Epinephrine regulates cholinergic transmission mediated by rat retinal neurons in culture

Abstract

The purpose of this study was to investigate the effects of epinephrine on neurotransmission mediated by cholinergic neurons derived from the rat retina. We used a culture system in which striated muscle cells served as postsynaptic targets for cholinergic neurons of the embryonic retina. This culture system permitted the physiological monitoring of acetylcholine released by retinal neurons. Here, we report that epinephrine facilitates evoked transmission across retina-muscle synapses.

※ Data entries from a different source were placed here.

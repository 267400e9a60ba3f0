//! Extracts best/worst departure times and best pairings from the
//! aggregated tables.

use crate::analyzers::types::{
    BucketAggregate, BucketExtreme, Metric, PairingExtreme, PartitionedAggregates,
    RoundTripPairing, SummaryReport,
};

/// Note attached to the report when the merge produced no pairs.
const NO_PAIRING_NOTE: &str =
    "no morning/evening departure pair matched the eight hour spread; \
     round-trip statistics unavailable";

enum Extreme {
    Minimum,
    Maximum,
}

/// Builds the summary over both aggregate tables and the round-trip
/// table. Ties are all reported, never an arbitrary winner.
///
/// The two pairing selections are optimized independently: best by
/// combined median and best by combined average can name different
/// departure pairs.
pub fn summarize(
    aggregates: &PartitionedAggregates,
    round_trips: &[RoundTripPairing],
    metric: Metric,
) -> SummaryReport {
    let mut notes = Vec::new();
    if round_trips.is_empty() {
        notes.push(NO_PAIRING_NOTE.to_string());
    }

    SummaryReport {
        metric,
        best_morning: bucket_extremes(&aggregates.morning, metric, Extreme::Minimum),
        worst_morning: bucket_extremes(&aggregates.morning, metric, Extreme::Maximum),
        best_evening: bucket_extremes(&aggregates.evening, metric, Extreme::Minimum),
        worst_evening: bucket_extremes(&aggregates.evening, metric, Extreme::Maximum),
        best_pairing_by_median: pairing_minimums(round_trips, |p| p.total_median),
        best_pairing_by_average: pairing_minimums(round_trips, |p| p.total_avg),
        notes,
    }
}

fn bucket_extremes(
    table: &[BucketAggregate],
    metric: Metric,
    extreme: Extreme,
) -> Vec<BucketExtreme> {
    let values = table.iter().map(|b| b.metric(metric));
    let target = match extreme {
        Extreme::Minimum => values.fold(f64::INFINITY, f64::min),
        Extreme::Maximum => values.fold(f64::NEG_INFINITY, f64::max),
    };

    table
        .iter()
        .filter(|b| b.metric(metric) == target)
        .map(|b| BucketExtreme {
            bucket: b.bucket,
            value: b.metric(metric),
        })
        .collect()
}

fn pairing_minimums(
    round_trips: &[RoundTripPairing],
    value: impl Fn(&RoundTripPairing) -> f64,
) -> Vec<PairingExtreme> {
    let target = round_trips.iter().map(&value).fold(f64::INFINITY, f64::min);

    round_trips
        .iter()
        .filter(|p| value(p) == target)
        .map(|p| PairingExtreme {
            label: p.label.clone(),
            value: value(p),
        })
        .collect()
}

This facilitation of cholinergic transmission by epinephrine is reversible, can be mimicked by isoproterenol (a beta adrenoceptor agonist) and blocked by propranolol (a beta adrenoceptor antagonist). Neither the alpha-2 adrenoceptor blocker, yohimbine, nor the dopamine receptor antagonist, haloperidol, blocked this effect of epinephrine. Since epinephrine was found not to influence the membrane potential of muscle cells nor the responses of myotubes to acetylcholine, epinephrine appeared to have mediated its facilitatory effect on cholinergic transmission by affecting retinal cells. Because previous findings indicated that adenosine 3′,5′-cyclic monophosphate may be involved in the modulation of transmission at retina-muscle synapses, the effect of epinephrine on adenosine 3′,5′-cyclic monophosphate levels was investigated. Our biochemical studies demonstrated that epinephrine could increase adenosine 3′,5′-cyclic monophosphate levels markedly in cultured retinal cells. The accumulation of adenosine 3′,5′-cyclic monophosphate induced by epinephrine could be blocked by propranolol, but not by yohimbine nor haloperidol. Taken together, the results indicate that the facilitatory effect of epinephrine is mediated via a beta adrenoceptor and may involve an increase in adenosine 3′,5′-cyclic monophosphate levels. Our findings are in agreement with the hypothesis that epinephrine may be a modulatory neurotransmitter in the rat retina.